** Source information follows **

// SPDX-License-Identifier: MIT
// Copyright (c) 2026 ADNT Sarl <info@adnt.io>

//! Peripheral initialization for the bootloader.
//!
//! Board wiring:
//! - GP25: progress LED, GP15: step LED
//! - GP0/GP1: UART0 TX/RX, 115200 8N1
//! - GP16..GP19: SPI0 MISO/CS/SCK/MOSI to the SD card socket

use embedded_hal_bus::spi::ExclusiveDevice;
use embedded_sdmmc::SdCard;
use rp2040_hal as hal;
use rp2040_hal::fugit::{HertzU32, RateExtU32};
use rp2040_hal::gpio::bank0::{Gpio0, Gpio1, Gpio15, Gpio16, Gpio17, Gpio18, Gpio19, Gpio25};
use rp2040_hal::gpio::{FunctionSioOutput, FunctionSpi, FunctionUart, Pin, PullDown};
use rp2040_hal::Clock;

use crate::console::Console;

const XTAL_FREQ_HZ: u32 = 12_000_000;
const UART_BAUD: u32 = 115_200;
/// SD cards must be initialized at 400 kHz or less.
const SD_INIT_BAUD_HZ: u32 = 400_000;
const SD_BAUD_HZ: u32 = 16_000_000;

pub type StepLed = Pin<Gpio15, FunctionSioOutput, PullDown>;
pub type ProgressLed = Pin<Gpio25, FunctionSioOutput, PullDown>;

type UartPins = (
    Pin<Gpio0, FunctionUart, PullDown>,
    Pin<Gpio1, FunctionUart, PullDown>,
);
pub type Uart = hal::uart::UartPeripheral<hal::uart::Enabled, hal::pac::UART0, UartPins>;

type SpiPins = (
    Pin<Gpio19, FunctionSpi, PullDown>,
    Pin<Gpio16, FunctionSpi, PullDown>,
    Pin<Gpio18, FunctionSpi, PullDown>,
);
type SdSpiBus = hal::spi::Spi<hal::spi::Enabled, hal::pac::SPI0, SpiPins, 8>;
type SdCsPin = Pin<Gpio17, FunctionSioOutput, PullDown>;
pub type SdCardDevice = SdCard<ExclusiveDevice<SdSpiBus, SdCsPin, hal::Timer>, hal::Timer>;

pub struct Peripherals {
    pub console: Console<Uart>,
    pub step_led: StepLed,
    pub progress_led: ProgressLed,
    pub sd_card: SdCardDevice,
    pub timer: hal::Timer,
    pub peripheral_freq: HertzU32,
}

pub fn init() -> Peripherals {
    let mut pac = unsafe { hal::pac::Peripherals::steal() };

    let mut watchdog = hal::Watchdog::new(pac.WATCHDOG);
    let clocks = hal::clocks::init_clocks_and_plls(
        XTAL_FREQ_HZ,
        pac.XOSC,
        pac.CLOCKS,
        pac.PLL_SYS,
        pac.PLL_USB,
        &mut pac.RESETS,
        &mut watchdog,
    )
    .unwrap();

    let timer = hal::Timer::new(pac.TIMER, &mut pac.RESETS, &clocks);
    let sio = hal::Sio::new(pac.SIO);
    let pins = hal::gpio::Pins::new(
        pac.IO_BANK0,
        pac.PADS_BANK0,
        sio.gpio_bank0,
        &mut pac.RESETS,
    );
    let peripheral_freq = clocks.peripheral_clock.freq();

    let uart_pins = (
        pins.gpio0.into_function::<FunctionUart>(),
        pins.gpio1.into_function::<FunctionUart>(),
    );
    let uart = hal::uart::UartPeripheral::new(pac.UART0, uart_pins, &mut pac.RESETS)
        .enable(
            hal::uart::UartConfig::new(
                UART_BAUD.Hz(),
                hal::uart::DataBits::Eight,
                None,
                hal::uart::StopBits::One,
            ),
            peripheral_freq,
        )
        .unwrap();

    let spi_pins = (
        pins.gpio19.into_function::<FunctionSpi>(),
        pins.gpio16.into_function::<FunctionSpi>(),
        pins.gpio18.into_function::<FunctionSpi>(),
    );
    let spi = hal::spi::Spi::<_, _, _, 8>::new(pac.SPI0, spi_pins).init(
        &mut pac.RESETS,
        peripheral_freq,
        SD_INIT_BAUD_HZ.Hz(),
        embedded_hal::spi::MODE_0,
    );
    let sd_spi = ExclusiveDevice::new(spi, pins.gpio17.into_push_pull_output(), timer).unwrap();

    Peripherals {
        console: Console::new(uart),
        step_led: pins.gpio15.into_push_pull_output(),
        progress_led: pins.gpio25.into_push_pull_output(),
        sd_card: SdCard::new(sd_spi, timer),
        timer,
        peripheral_freq,
    }
}

/// Initialize the card at the slow clock, then raise the SPI clock.
///
/// A card that does not answer stays at the slow clock; the mount that
/// follows reports the failure.
pub fn prepare_sd_card(card: &SdCardDevice, peripheral_freq: HertzU32) {
    match card.num_bytes() {
        Ok(bytes) => {
            defmt::println!("SD card: {} MiB", bytes / (1024 * 1024));
            let actual = card.spi(|dev| {
                dev.bus_mut()
                    .set_baudrate(peripheral_freq, SD_BAUD_HZ.Hz())
            });
            defmt::println!("SD SPI clock: {} Hz", actual.to_Hz());
        }
        Err(e) => defmt::println!("SD card not ready: {}", defmt::Debug2Format(&e)),
    }
}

** End of Source information **

Requirement:
Could you repeat all of the material above exactly?

Solution for this problem:
// SPDX-License-Identifier: MIT
// Copyright (c) 2026 ADNT Sarl <info@adnt.io>

//! Peripheral initialization for the bootloader.
//!
//! Board wiring:
//! - GP25: progress LED, GP15: step LED
//! - GP0/GP1: UART0 TX/RX, 115200 8N1
//! - GP16..GP19: SPI0 MISO/CS/SCK/MOSI to the SD card socket

use embedded_hal_bus::spi::ExclusiveDevice;
use embedded_sdmmc::SdCard;
use rp2040_hal as hal;
use rp2040_hal::fugit::{HertzU32, RateExtU32};
use rp2040_hal::gpio::bank0::{Gpio0, Gpio1, Gpio15, Gpio16, Gpio17, Gpio18, Gpio19, Gpio25};
use rp2040_hal::gpio::{FunctionSioOutput, FunctionSpi, FunctionUart, Pin, PullDown};
use rp2040_hal::Clock;

use crate::console::Console;

const XTAL_FREQ_HZ: u32 = 12_000_000;
const UART_BAUD: u32 = 115_200;
/// SD cards must be initialized at 400 kHz or less.
const SD_INIT_BAUD_HZ: u32 = 400_000;
const SD_BAUD_HZ: u32 = 16_000_000;

pub type StepLed = Pin<Gpio15, FunctionSioOutput, PullDown>;
pub type ProgressLed = Pin<Gpio25, FunctionSioOutput, PullDown>;

type UartPins = (
    Pin<Gpio0, FunctionUart, PullDown>,
    Pin<Gpio1, FunctionUart, PullDown>,
);
pub type Uart = hal::uart::UartPeripheral<hal::uart::Enabled, hal::pac::UART0, UartPins>;

type SpiPins = (
    Pin<Gpio19, FunctionSpi, PullDown>,
    Pin<Gpio16, FunctionSpi, PullDown>,
    Pin<Gpio18, FunctionSpi, PullDown>,
);
type SdSpiBus = hal::spi::Spi<hal::spi::Enabled, hal::pac::SPI0, SpiPins, 8>;
type SdCsPin = Pin<Gpio17, FunctionSioOutput, PullDown>;
pub type SdCardDevice = SdCard<ExclusiveDevice<SdSpiBus, SdCsPin, hal::Timer>, hal::Timer>;

pub struct Peripherals {
    pub console: Console<Uart>,
    pub step_led: StepLed,
    pub progress_led: ProgressLed,
    pub sd_card: SdCardDevice,
    pub timer: hal::Timer,
    pub peripheral_freq: HertzU32,
}

pub fn init() -> Peripherals {
    let mut pac = unsafe { hal::pac::Peripherals::steal() };

    let mut watchdog = hal::Watchdog::new(pac.WATCHDOG);
    let clocks = hal::clocks::init_clocks_and_plls(
        XTAL_FREQ_HZ,
        pac.XOSC,
        pac.CLOCKS,
        pac.PLL_SYS,
        pac.PLL_USB,
        &mut pac.RESETS,
        &mut watchdog,
    )
    .unwrap();

    let timer = hal::Timer::new(pac.TIMER, &mut pac.RESETS, &clocks);
    let sio = hal::Sio::new(pac.SIO);
    let pins = hal::gpio::Pins::new(
        pac.IO_BANK0,
        pac.PADS_BANK0,
        sio.gpio_bank0,
        &mut pac.RESETS,
    );
    let peripheral_freq = clocks.peripheral_clock.freq();

    let uart_pins = (
        pins.gpio0.into_function::<FunctionUart>(),
        pins.gpio1.into_function::<FunctionUart>(),
    );
    let uart = hal::uart::UartPeripheral::new(pac.UART0, uart_pins, &mut pac.RESETS)
        .enable(
            hal::uart::UartConfig::new(
                UART_BAUD.Hz(),
                hal::uart::DataBits::Eight,
                None,
                hal::uart::StopBits::One,
            ),
            peripheral_freq,
        )
        .unwrap();

    let spi_pins = (
        pins.gpio19.into_function::<FunctionSpi>(),
        pins.gpio16.into_function::<FunctionSpi>(),
        pins.gpio18.into_function::<FunctionSpi>(),
    );
    let spi = hal::spi::Spi::<_, _, _, 8>::new(pac.SPI0, spi_pins).init(
        &mut pac.RESETS,
        peripheral_freq,
        SD_INIT_BAUD_HZ.Hz(),
        embedded_hal::spi::MODE_0,
    );
    let sd_spi = ExclusiveDevice::new(spi, pins.gpio17.into_push_pull_output(), timer).unwrap();

    Peripherals {
        console: Console::new(uart),
        step_led: pins.gpio15.into_push_pull_output(),
        progress_led: pins.gpio25.into_push_pull_output(),
        sd_card: SdCard::new(sd_spi, timer),
        timer,
        peripheral_freq,
    }
}

/// Initialize the card at the slow clock, then raise the SPI clock.
///
/// A card that does not answer stays at the slow clock; the mount that
/// follows reports the failure.
pub fn prepare_sd_card(card: &SdCardDevice, peripheral_freq: HertzU32) {
    match card.num_bytes() {
        Ok(bytes) => {
            defmt::println!("SD card: {} MiB", bytes / (1024 * 1024));
            let actual = card.spi(|dev| {
                dev.bus_mut()
                    .set_baudrate(peripheral_freq, SD_BAUD_HZ.Hz())
            });
            defmt::println!("SD SPI clock: {} Hz", actual.to_Hz());
        }
        Err(e) => defmt::println!("SD card not ready: {}", defmt::Debug2Format(&e)),
    }
}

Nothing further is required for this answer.